Online Robust Multi-Agent Reinforcement Learning under Model Uncertainties
This work addresses the challenge of developing robust multi-agent systems under model uncertainties for applications like robotics or autonomous vehicles, representing a novel approach rather than an incremental improvement.
The paper tackles the problem of multi-agent systems failing due to model mismatches in real-world environments by introducing online learning for Distributionally Robust Markov Games, where agents learn directly from interactions without prior data. It proposes the Robust Optimistic Nash Value Iteration algorithm, achieving low regret and optimal robust policies with provable guarantees for uncertainty sets measured by Total Variation and Kullback-Leibler divergences.
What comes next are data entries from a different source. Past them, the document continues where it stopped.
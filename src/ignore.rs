use std::collections::HashSet;

use crate::error::{GraftError, Result};
use crate::tree::Tree;

pub const IGNORE_FILE: &str = ".gitignore";

/// Source of ignore-file entries for a list of ecosystem tags.
pub trait IgnoreRules {
    fn entries(&self, tags: &[String]) -> Result<Vec<String>>;
}

/// Offline rule table for the ecosystems the generated projects use.
#[derive(Debug, Clone, Copy, Default)]
pub struct BuiltinIgnoreRules;

impl BuiltinIgnoreRules {
    fn table(tag: &str) -> Option<&'static [&'static str]> {
        let entries: &'static [&'static str] = match tag {
            "java" => &[
                "*.class",
                "*.log",
                "*.ctxt",
                ".mtj.tmp/",
                "*.war",
                "*.nar",
                "*.ear",
                "hs_err_pid*",
                "replay_pid*",
            ],
            "maven" => &[
                "target/",
                "pom.xml.tag",
                "pom.xml.releaseBackup",
                "pom.xml.versionsBackup",
                "pom.xml.next",
                "release.properties",
                "dependency-reduced-pom.xml",
                "buildNumber.properties",
                ".mvn/timing.properties",
                ".mvn/wrapper/maven-wrapper.jar",
            ],
            "eclipse" => &[
                ".metadata",
                "bin/",
                "tmp/",
                "*.tmp",
                "*.bak",
                "*.swp",
                "*~.nib",
                "local.properties",
                ".settings/",
                ".loadpath",
                ".recommenders",
                ".project",
                ".classpath",
                ".factorypath",
            ],
            "intellij" => &[
                ".idea/**/workspace.xml",
                ".idea/**/tasks.xml",
                ".idea/**/usage.statistics.xml",
                ".idea/**/dictionaries",
                ".idea/**/shelf",
                "out/",
                "*.iws",
                ".idea_modules/",
            ],
            "intellij+all" => &[".idea/"],
            "intellij+iml" => &["*.iml", "modules.xml", ".idea/misc.xml", "*.ipr"],
            "visualstudiocode" => &[
                ".vscode/*",
                "!.vscode/settings.json",
                "!.vscode/tasks.json",
                "!.vscode/launch.json",
                "!.vscode/extensions.json",
                ".history/",
            ],
            _ => return None,
        };
        Some(entries)
    }
}

impl IgnoreRules for BuiltinIgnoreRules {
    fn entries(&self, tags: &[String]) -> Result<Vec<String>> {
        let mut seen = HashSet::new();
        let mut entries = Vec::new();
        for tag in tags {
            let tag = tag.trim().to_ascii_lowercase();
            let table = Self::table(&tag).ok_or(GraftError::UnknownIgnoreTag { tag })?;
            for entry in table {
                if seen.insert(*entry) {
                    entries.push(entry.to_string());
                }
            }
        }
        Ok(entries)
    }
}

#[derive(Debug, Clone, Copy, PartialEq, Eq)]
pub enum IgnoreOutcome {
    Created { entries: usize },
    Appended { entries: usize },
    UpToDate,
}

/// Make sure `.gitignore` carries every entry for `tags`, appending only what is missing.
///
/// Existing bytes are kept exactly as they are, whatever their encoding; new
/// entries only ever go after them.
pub fn ensure(
    mut tree: Tree,
    rules: &dyn IgnoreRules,
    tags: &[String],
) -> Result<(Tree, IgnoreOutcome)> {
    let entries = rules.entries(tags)?;
    let header = format!("# Added by graft ({})", tags.join(", "));

    let Some(existing) = tree.read(IGNORE_FILE).map(<[u8]>::to_vec) else {
        let mut content = header;
        content.push('\n');
        for entry in &entries {
            content.push_str(entry);
            content.push('\n');
        }
        tree.write(IGNORE_FILE, content.into_bytes())?;
        return Ok((tree, IgnoreOutcome::Created {
            entries: entries.len(),
        }));
    };

    let missing: Vec<&String> = {
        // Lossy decoding is only used for lookup; entries are ASCII.
        let text = String::from_utf8_lossy(&existing);
        let present: HashSet<&str> = text.lines().map(str::trim).collect();
        entries
            .iter()
            .filter(|e| !present.contains(e.as_str()))
            .collect()
    };

    if missing.is_empty() {
        return Ok((tree, IgnoreOutcome::UpToDate));
    }

    let mut content = existing;
    if !content.is_empty() {
        if !content.ends_with(b"\n") {
            content.push(b'\n');
        }
        content.push(b'\n');
    }
    content.extend_from_slice(header.as_bytes());
    content.push(b'\n');
    for entry in &missing {
        content.extend_from_slice(entry.as_bytes());
        content.push(b'\n');
    }
    let count = missing.len();
    tree.write(IGNORE_FILE, content)?;

    Ok((tree, IgnoreOutcome::Appended { entries: count }))
}

#[cfg(test)]
mod tests {
    use super::*;

    fn tags(list: &[&str]) -> Vec<String> {
        list.iter().map(|t| t.to_string()).collect()
    }

    fn gitignore(tree: &Tree) -> String {
        String::from_utf8(tree.read(IGNORE_FILE).unwrap().to_vec()).unwrap()
    }

    #[test]
    fn creates_ignore_file() {
        let (tree, outcome) =
            ensure(Tree::new(), &BuiltinIgnoreRules, &tags(&["maven"])).unwrap();
        assert_eq!(outcome, IgnoreOutcome::Created { entries: 10 });
        let content = gitignore(&tree);
        assert!(content.starts_with("# Added by graft (maven)\ntarget/\n"));
    }

    #[test]
    fn appends_only_missing_entries() {
        let tree = Tree::from_files([(IGNORE_FILE, b"target/\n*.iml\n".to_vec())]).unwrap();
        let (tree, outcome) =
            ensure(tree, &BuiltinIgnoreRules, &tags(&["intellij+iml"])).unwrap();
        assert_eq!(outcome, IgnoreOutcome::Appended { entries: 3 });

        let content = gitignore(&tree);
        assert!(content.starts_with("target/\n*.iml\n\n# Added by graft (intellij+iml)\n"));
        assert_eq!(content.matches("*.iml").count(), 1);
    }

    #[test]
    fn non_utf8_bytes_survive_append() {
        let original = b"# caf\xe9\n*.class\n".to_vec();
        let tree = Tree::from_files([(IGNORE_FILE, original.clone())]).unwrap();
        let (tree, outcome) = ensure(tree, &BuiltinIgnoreRules, &tags(&["java"])).unwrap();

        assert_eq!(outcome, IgnoreOutcome::Appended { entries: 8 });
        let content = tree.read(IGNORE_FILE).unwrap();
        assert!(content.starts_with(&original));
        assert!(content[original.len()..].starts_with(b"\n# Added by graft (java)\n*.log\n"));
    }

    #[test]
    fn missing_trailing_newline_is_completed() {
        let tree = Tree::from_files([(IGNORE_FILE, b"target/".to_vec())]).unwrap();
        let (tree, _) = ensure(tree, &BuiltinIgnoreRules, &tags(&["intellij+all"])).unwrap();
        assert_eq!(
            gitignore(&tree),
            "target/\n\n# Added by graft (intellij+all)\n.idea/\n"
        );
    }

    #[test]
    fn second_run_is_up_to_date() {
        let all = tags(&["java", "maven", "eclipse", "intellij", "intellij+all", "intellij+iml", "visualstudiocode"]);
        let (tree, _) = ensure(Tree::new(), &BuiltinIgnoreRules, &all).unwrap();
        let before = gitignore(&tree);
        let (tree, outcome) = ensure(tree, &BuiltinIgnoreRules, &all).unwrap();
        assert_eq!(outcome, IgnoreOutcome::UpToDate);
        assert_eq!(gitignore(&tree), before);
    }

    #[test]
    fn overlapping_tags_do_not_duplicate() {
        let entries = BuiltinIgnoreRules
            .entries(&tags(&["maven", "maven", "MAVEN"]))
            .unwrap();
        assert_eq!(entries.len(), 10);
    }

    #[test]
    fn unknown_tag_is_rejected() {
        let err = BuiltinIgnoreRules.entries(&tags(&["cobol"])).unwrap_err();
        assert!(matches!(err, GraftError::UnknownIgnoreTag { tag } if tag == "cobol"));
    }
}
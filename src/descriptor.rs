//! Narrow, text-level edits to the Maven project descriptor.
//!
//! The descriptor is never parsed as XML. It is treated as opaque text with
//! a few recognised anchors: the first `<artifactId>` element, an optional
//! `<distributionManagement>` opening tag, and the closing `</project>`
//! marker. Edits only ever insert text directly in front of an anchor.

use std::borrow::Cow;
use std::path::{Path, PathBuf};
use std::sync::OnceLock;

use regex_lite::Regex;

use crate::config::schema::{DistributionConfig, RepositoryConfig};
use crate::error::{GraftError, Result};
use crate::tree::Tree;

pub const DESCRIPTOR_PATH: &str = "pom.xml";
pub const CLOSING_MARKER: &str = "</project>";
const BLOCK_OPENING_TAG: &str = "<distributionmanagement>";

fn artifact_id_pattern() -> &'static Regex {
    static PATTERN: OnceLock<Regex> = OnceLock::new();
    PATTERN.get_or_init(|| {
        Regex::new(r"<artifactId>([^<]*)</artifactId>").expect("artifactId pattern is valid")
    })
}

fn descriptor_path() -> PathBuf {
    PathBuf::from(DESCRIPTOR_PATH)
}

/// The project identifier: the trimmed content of the first `<artifactId>`
/// element. A blank first element counts as no identifier.
pub fn extract_identifier(document: &str) -> Result<String> {
    artifact_id_pattern()
        .captures(document)
        .and_then(|caps| caps.get(1))
        .map(|m| m.as_str().trim())
        .filter(|id| !id.is_empty())
        .map(str::to_string)
        .ok_or_else(|| GraftError::IdentifierNotFound {
            path: descriptor_path(),
        })
}

/// Whether the distribution-management block is present, in any letter case.
pub fn has_distribution_management(document: &str) -> bool {
    document.to_ascii_lowercase().contains(BLOCK_OPENING_TAG)
}

/// Byte offset of the closing marker, which must occur exactly once.
pub fn check_closing_marker(document: &str) -> Result<usize> {
    let mut positions = document.match_indices(CLOSING_MARKER).map(|(i, _)| i);
    match (positions.next(), positions.count()) {
        (Some(at), 0) => Ok(at),
        (first, rest) => Err(GraftError::ClosingMarker {
            path: descriptor_path(),
            marker: CLOSING_MARKER.to_string(),
            found: usize::from(first.is_some()) + rest,
        }),
    }
}

/// Ensure the distribution-management block exists exactly once.
///
/// Returns the input untouched when the block is already there.
pub fn patch<'a>(document: &'a str, distribution: &DistributionConfig) -> Result<Cow<'a, str>> {
    if has_distribution_management(document) {
        return Ok(Cow::Borrowed(document));
    }

    let at = check_closing_marker(document)?;
    let (before, anchor) = document.split_at(at);

    let fragment = distribution_fragment(distribution);
    let mut patched = String::with_capacity(document.len() + fragment.len());
    patched.push_str(before);
    patched.push_str(&fragment);
    patched.push_str(anchor);

    Ok(Cow::Owned(patched))
}

/// The literal block inserted in front of the closing marker.
pub fn distribution_fragment(distribution: &DistributionConfig) -> String {
    format!(
        "  <distributionManagement>\n{}{}  </distributionManagement>\n",
        repository_element("repository", &distribution.repository),
        repository_element("snapshotRepository", &distribution.snapshot_repository),
    )
}

fn repository_element(tag: &str, repo: &RepositoryConfig) -> String {
    format!(
        "    <{tag}>\n      <id>{}</id>\n      <name>{}</name>\n      <url>{}</url>\n    </{tag}>\n",
        repo.id, repo.name, repo.url
    )
}

/// Read the descriptor out of `tree` and check everything the pipeline relies on.
///
/// Returns the project identifier.
pub fn validate(tree: &Tree) -> Result<String> {
    let document = read(tree)?;
    let identifier = extract_identifier(document)?;
    if !has_distribution_management(document) {
        check_closing_marker(document)?;
    }
    Ok(identifier)
}

pub(crate) fn read(tree: &Tree) -> Result<&str> {
    let path = Path::new(DESCRIPTOR_PATH);
    let bytes = tree.read(path).ok_or_else(|| GraftError::DescriptorMissing {
        path: descriptor_path(),
    })?;
    std::str::from_utf8(bytes).map_err(|_| GraftError::DescriptorEncoding {
        path: descriptor_path(),
    })
}

/// Patch the descriptor inside `tree`. Returns whether it changed.
pub fn patch_tree(mut tree: Tree, distribution: &DistributionConfig) -> Result<(Tree, bool)> {
    let patched = match patch(read(&tree)?, distribution)? {
        Cow::Borrowed(_) => None,
        Cow::Owned(patched) => Some(patched),
    };
    let Some(patched) = patched else {
        return Ok((tree, false));
    };
    let changed = tree.write(DESCRIPTOR_PATH, patched.into_bytes())?;
    Ok((tree, changed))
}
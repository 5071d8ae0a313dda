use clap::{Parser, Subcommand};

#[derive(Parser)]
#[command(
    name = "graft",
    about = "Scaffold an application module into an existing Maven project",
    version
)]
pub struct Cli {
    /// Show debug output
    #[arg(short, long, global = true)]
    pub verbose: bool,

    #[command(subcommand)]
    pub command: Commands,
}

#[derive(Subcommand)]
pub enum Commands {
    /// Render the templates into a project and patch its pom.xml
    Apply {
        /// Path to the Maven project (default: current directory)
        #[arg(default_value = ".")]
        path: String,

        /// How to treat files that already exist: overwrite, skip or combine
        #[arg(short, long, default_value = "skip")]
        merge: String,

        /// Also render the container deployment files
        #[arg(long)]
        docker: bool,

        /// Also render the OpenShift deployment files
        #[arg(long)]
        openshift: bool,

        /// Set template parameters (can be repeated: -d key=value)
        #[arg(short, long = "data", value_name = "KEY=VALUE")]
        data: Vec<String>,

        /// Template set directory (default: bundled devon4j templates)
        #[arg(long)]
        templates: Option<String>,

        /// Show planned changes without writing anything
        #[arg(long)]
        dry_run: bool,
    },

    /// Check that a project can be scaffolded into
    Check {
        /// Path to the Maven project (default: current directory)
        #[arg(default_value = ".")]
        path: String,
    },
}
Well-trained multi-agent systems can fail when deployed in real-world environments due to model mismatches between the training and deployment environments, caused by environment uncertainties including noise or adversarial attacks. Distributionally Robust Markov Games (DRMGs) enhance system resilience by optimizing for worst-case performance over a defined set of environmental uncertainties. However, current methods are limited by their dependence on simulators or large offline datasets, which are often unavailable. This paper pioneers the study of online learning in DRMGs, where agents learn directly from environmental interactions without prior data. We introduce the {\it Robust Optimistic Nash Value Iteration (RONAVI)} algorithm and provide the first provable guarantees for this setting. Our theoretical analysis demonstrates that the algorithm achieves low regret and efficiently finds the optimal robust policy for uncertainty sets measured by Total Variation divergence and Kullback-Leibler divergence. These results establish a new, practical path toward developing truly robust multi-agent systems.